Savannah v. Evans

Citation49 S.E. 308,121 Ga. 391
PartiesSAVANNAH, P. & W. RY. CO. v. EVANS.
Decision Date10 December 1904
CourtSupreme Court of Georgia

49 S.E. 308
121 Ga. 391

SAVANNAH, P. & W. RY. CO.
v.
EVANS.

Supreme Court of Georgia.

Dec 10, 1904.


RAILROADS—INJURY TO PERSON ON TRACK— EVIDENCE — COURTS—JURISDICTION—PLEADING — PROPORTIONATE DAMAGES — INSTRUCTIONS.

1. The defendant company failed to establish by proof its special defense that the railway track on which the plaintiff's husband was "killed was operated and controlled by another company having the same corporate name.

2. The court properly overruled the defendant's motion to dismiss the case on the ground that it was without jurisdiction to try the same, inasmuch as a Georgia corporation which transacts business in another state may be sued in this state by a nonresident for injuries inflicted in that state.

3. Where a plaintiff relies, as an act of negligence authorizing a recovery, upon the breach of a duty imposed upon a railway company by a statute of a foreign state, or by an ordinance adopted by a municipality thereof, it is incumbent on the plaintiff to specially plead the statute or ordinance; and, in the absence of proper pleading, proof in regard thereto is inadmissible.¶ 3. See Statutes, vol. 44, Cent. Dig. § 380.

4. It was not permissible for a witness in behalf of the plaintiff to state his "conclusion, " drawn from facts testified to by him, that, at the place where her husband attempted to cross the company's track, there was less danger to a pedestrian than there was at a near-by crossing. Nor was it the right of the defendant to introduce evidence tending to show general knowledge on the part of the public as to the danger incident to crossing its track at the point where the plaintiff's husband was killed.

5. Where a plaintiff alleges a number of acts of negligence on the part of the defendant, it is not necessary to a recovery that proof should be made of each and all of such negligent acts, if the defendant's liability to respond in damages be shown by establishing the commission of one or more of the acts of negligence complained of.

6. The court rightly construed and upheld as constitutional the statute on which the plaintiff relied as conferring upon her the right to recover proportionate damages in the event the jury should find that both the servants of the company and her husband were at fault.

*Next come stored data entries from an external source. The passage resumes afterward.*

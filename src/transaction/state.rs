// ============================================================================
// Transaction State Management
// ============================================================================
//
// Each transaction moves through: Active -> Committed | Aborted.
//
// ============================================================================

use std::sync::atomic::{AtomicU64, Ordering};

/// Global transaction ID counter
static NEXT_TXN_ID: AtomicU64 = AtomicU64::new(1);

/// Unique identifier for a transaction
#[derive(Debug, Clone, Copy, PartialEq, Eq, Hash, PartialOrd, Ord)]
pub struct TransactionId(pub u64);

impl TransactionId {
    /// Generate a new unique transaction ID
    pub fn new() -> Self {
        TransactionId(NEXT_TXN_ID.fetch_add(1, Ordering::SeqCst))
    }
}

impl Default for TransactionId {
    fn default() -> Self {
        Self::new()
    }
}

impl std::fmt::Display for TransactionId {
    fn fmt(&self, f: &mut std::fmt::Formatter<'_>) -> std::fmt::Result {
        write!(f, "txn_{}", self.0)
    }
}

/// Transaction state
///
/// State transitions:
/// ```text
/// Active ──commit──> Committed
///   │
///   └──rollback──> Aborted
/// ```
#[derive(Debug, Clone, Copy, PartialEq, Eq)]
pub enum TransactionState {
    /// Transaction is active and can execute operations
    Active,

    /// Transaction has been successfully committed
    Committed,

    /// Transaction has been aborted/rolled back
    Aborted,
}

impl TransactionState {
    /// Check if transaction can execute operations
    pub fn is_active(&self) -> bool {
        matches!(self, TransactionState::Active)
    }
}

impl std::fmt::Display for TransactionState {
    fn fmt(&self, f: &mut std::fmt::Formatter<'_>) -> std::fmt::Result {
        match self {
            TransactionState::Active => write!(f, "ACTIVE"),
            TransactionState::Committed => write!(f, "COMMITTED"),
            TransactionState::Aborted => write!(f, "ABORTED"),
        }
    }
}

#[cfg(test)]
mod tests {
    use super::*;

    #[test]
    fn test_transaction_ids_are_unique() {
        let a = TransactionId::new();
        let b = TransactionId::new();
        assert!(b > a);
        assert!(a.to_string().starts_with("txn_"));
    }

    #[test]
    fn test_state_predicates() {
        assert!(TransactionState::Active.is_active());
        assert!(!TransactionState::Committed.is_active());
        assert_eq!(TransactionState::Aborted.to_string(), "ABORTED");
    }
}
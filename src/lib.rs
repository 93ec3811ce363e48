// ============================================================================
// occdb
// ============================================================================
//
// Optimistic concurrency control over a small relational model: employees
// and the timers they own. Writes are gated on a per-row version counter;
// a concurrency harness shows that contention produces rejected writes but
// never lost ones.
//
// ============================================================================

pub mod connection;
pub mod core;
pub mod demo;
pub mod harness;
pub mod id;
pub mod model;
pub mod report;
pub mod statement;
pub mod storage;
pub mod store;
pub mod transaction;

pub use connection::config::{Backend, DatabaseConfig};
pub use connection::memory::MemoryDatastore;
pub use connection::{Datastore, Executor, Querier, Transaction, Transactional, connect};
pub use crate::core::{DbError, Result, Value};
pub use harness::{ActorConfig, Clock, Harness, HarnessConfig, HarnessError, HarnessReport, TokioClock};
pub use id::generate_id;
pub use model::{Employee, TableNames, Timer};
pub use store::{BuildInfo, EntityStore, StoreConfig, StoreError, StoreResult};
pub mod error;
pub mod types;
pub mod value;

pub use error::{DbError, Result};
pub use types::{Column, DataType, ForeignKey, Row, RowReader, Schema};
pub use value::Value;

7. The charge of the court as to the measure of damages recoverable in this kind of a case was warranted by the evidence, and was not open to the criticism that the court instructed the jury to consider certain elements of damages which the law did not contemplate should be looked to in estimating the loss sustained by the plaintiff.

(Syllabus by the Court.)

Error from City Court of Savannah; T. M. Norwood, Judge.

Action by Elizabeth Evans against the Savannah, Florida & Western Railway Company. Judgment for plaintiff, and defendant brings error. Reversed.

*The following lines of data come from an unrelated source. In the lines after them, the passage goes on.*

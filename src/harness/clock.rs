use async_trait::async_trait;
use std::time::Duration;

/// Source of every wait the harness performs.
#[async_trait]
pub trait Clock: Send + Sync {
    async fn sleep(&self, duration: Duration);
}

/// Sleeps on the tokio timer, so tests can pause and auto-advance it.
#[derive(Debug, Clone, Copy, Default)]
pub struct TokioClock;

#[async_trait]
impl Clock for TokioClock {
    async fn sleep(&self, duration: Duration) {
        tokio::time::sleep(duration).await;
    }
}

#[cfg(test)]
mod tests {
    use super::*;

    #[tokio::test(start_paused = true)]
    async fn test_tokio_clock_follows_paused_time() {
        let before = tokio::time::Instant::now();
        TokioClock.sleep(Duration::from_secs(30)).await;
        assert!(before.elapsed() >= Duration::from_secs(30));
    }
}
use thiserror::Error;

#[derive(Error, Debug)]
pub enum DbError {
    #[error("Table '{0}' already exists")]
    TableExists(String),

    #[error("Table '{0}' not found")]
    TableNotFound(String),

    #[error("Column '{0}' not found in table '{1}'")]
    ColumnNotFound(String, String),

    #[error("Type mismatch: {0}")]
    TypeMismatch(String),

    #[error("Unique constraint violation: column '{column}' of '{table}' already contains {value}")]
    UniqueViolation {
        table: String,
        column: String,
        value: String,
    },

    #[error("Foreign key violation: {0}")]
    ForeignKeyViolation(String),

    #[error("Constraint violation: {0}")]
    ConstraintViolation(String),

    #[error("Transaction error: {0}")]
    TransactionError(String),

    #[error("Connection error: {0}")]
    ConnectionError(String),

    #[error("Backend error: {0}")]
    BackendError(String),
}

impl DbError {
    pub fn is_unique_violation(&self) -> bool {
        matches!(self, Self::UniqueViolation { .. })
    }

    pub fn is_foreign_key_violation(&self) -> bool {
        matches!(self, Self::ForeignKeyViolation(_))
    }
}

pub type Result<T> = std::result::Result<T, DbError>;

#[cfg(feature = "mysql")]
impl From<sqlx::Error> for DbError {
    fn from(err: sqlx::Error) -> Self {
        use sqlx::error::ErrorKind;

        match &err {
            sqlx::Error::Database(db_err) => match db_err.kind() {
                ErrorKind::UniqueViolation => Self::UniqueViolation {
                    table: db_err.table().unwrap_or_default().to_string(),
                    column: String::new(),
                    value: db_err.message().to_string(),
                },
                ErrorKind::ForeignKeyViolation => {
                    Self::ForeignKeyViolation(db_err.message().to_string())
                }
                ErrorKind::NotNullViolation | ErrorKind::CheckViolation => {
                    Self::ConstraintViolation(db_err.message().to_string())
                }
                _ => Self::BackendError(db_err.message().to_string()),
            },
            sqlx::Error::Io(_)
            | sqlx::Error::Tls(_)
            | sqlx::Error::PoolTimedOut
            | sqlx::Error::PoolClosed
            | sqlx::Error::Configuration(_) => Self::ConnectionError(err.to_string()),
            _ => Self::BackendError(err.to_string()),
        }
    }
}

#[cfg(test)]
mod tests {
    use super::*;

    #[test]
    fn test_violation_helpers() {
        let unique = DbError::UniqueViolation {
            table: "employee".into(),
            column: "email_address".into(),
            value: "'a@x.com'".into(),
        };
        assert!(unique.is_unique_violation());
        assert!(!unique.is_foreign_key_violation());

        let fk = DbError::ForeignKeyViolation("timer.employee_id".into());
        assert!(fk.is_foreign_key_violation());
        assert!(fk.to_string().starts_with("Foreign key violation"));
    }
}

W. L. Clay and Walter G. Charlton, for plaintiff in error.

Twiggs & Oliver, for defendant in error.

EVANS, J. The plaintiff below, Mrs. Elizabeth Evans, brought a suit for damages in the city court of Savannah against the Savannah, Florida & Western Railway Company, a Georgia corporation, which she alleged was in the month of October, 1899. operating a railroad running into and through the town of Lakeland, in Polk county, Fla. Her complaint was that the defendant company on October 5, 1899, while operating an engine along its track through that town, ran over and killed her husband as he was, at night, attempting to cross its track at a point where, by long-established license, the public in general, and the citizens of that town, including her husband, had been permitted to cross. The acts of negligence with which the company was charged were (1) that the engine was being handled by a locomotive engineer whom the company knew was incompetent to run it, and who, without any warning to plaintiff's husband, suddenly and rapidly propelled the engine backward at a greater rate of speed than allowed by law; (2) that the company had failed to provide safe or suitable crossing facilities at the point where he was attempting to cross its track, and had further failed to provide any means of warning persons crossing at that point of the danger of approaching trains; (3) that the company's servants did not give the usual and proper signals of the approach of its engine, nor display the proper light or lights on the rear of the engine; and (4) after they saw, or were in a position to see, plaintiff's husband on the track, where he had a right to be, they failed to give him any warning of his perilous situation, and failed to apply the brakes on the engine, or to use any other preventive measures by which his life could have been saved. The plaintiff averred that her husband was at the time using due care and circumspection, but was unable to hear the approaching engine because of the roar and...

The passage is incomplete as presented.